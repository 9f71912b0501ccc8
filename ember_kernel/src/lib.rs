#![no_std]
#![feature(abi_x86_interrupt)]

pub mod arch;
pub mod gdt;
pub mod gfx;
pub mod interrupts;
pub mod mem;
pub mod serial;
mod utils;

use bootloader_api::BootInfo;
use core::panic::PanicInfo;

/// Boot sequence. The order is load-bearing: console first so every later
/// failure is visible, the TSS before the vector table (gate descriptors
/// reference its stack slots), each hardware load only after its structure
/// is fully built, and interrupts unmasked exactly once at the end.
pub fn kernel_init(boot_info: &mut BootInfo) {
    serial::init();

    let fb = boot_info
        .framebuffer
        .take()
        .expect("booted without a framebuffer");
    gfx::init(fb);

    gdt::init();
    interrupts::init();

    interrupts::enable();
}

pub fn kernel_panic(info: &PanicInfo) -> ! {
    interrupts::disable();

    // a fault handler may have been holding the console when it panicked
    unsafe { gfx::force_unlock() };

    crate::serial_println!("kernel panic: {}", info);

    if let Some(mut fb) = gfx::get() {
        use core::fmt::Write;
        fb.set_color(&gfx::Color::RED);
        let _ = write!(fb, "\nkernel panic: {}\n", info);
        fb.set_color(&gfx::Color::WHITE);
    }

    loop {
        x86_64::instructions::hlt();
    }
}
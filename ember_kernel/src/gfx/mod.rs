mod framebuffer;
mod types;

pub use framebuffer::{framebuffer, force_unlock, get, init, Framebuffer};
pub use types::{Color, Dimension, Position};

* * * *

What the exercise asks
All the lines above need to be retyped exactly, with nothing left out.

Task output
repository 9f71912b0501ccc8
filename ember_kernel/src/lib.rs
#![no_std]
#![feature(abi_x86_interrupt)]

pub mod arch;
pub mod gdt;
pub mod gfx;
pub mod interrupts;
pub mod mem;
pub mod serial;
mod utils;

use bootloader_api::BootInfo;
use core::panic::PanicInfo;

/// Boot sequence. The order is load-bearing: console first so every later
/// failure is visible, the TSS before the vector table (gate descriptors
/// reference its stack slots), each hardware load only after its structure
/// is fully built, and interrupts unmasked exactly once at the end.
pub fn kernel_init(boot_info: &mut BootInfo) {
    serial::init();

    let fb = boot_info
        .framebuffer
        .take()
        .expect("booted without a framebuffer");
    gfx::init(fb);

    gdt::init();
    interrupts::init();

    interrupts::enable();
}

pub fn kernel_panic(info: &PanicInfo) -> ! {
    interrupts::disable();

    // a fault handler may have been holding the console when it panicked
    unsafe { gfx::force_unlock() };

    crate::serial_println!("kernel panic: {}", info);

    if let Some(mut fb) = gfx::get() {
        use core::fmt::Write;
        fb.set_color(&gfx::Color::RED);
        let _ = write!(fb, "\nkernel panic: {}\n", info);
        fb.set_color(&gfx::Color::WHITE);
    }

    loop {
        x86_64::instructions::hlt();
    }
}
filename ember_kernel/src/gfx/mod.rs
mod framebuffer;
mod types;

pub use framebuffer::{framebuffer, force_unlock, get, init, Framebuffer};
pub use types::{Color, Dimension, Position};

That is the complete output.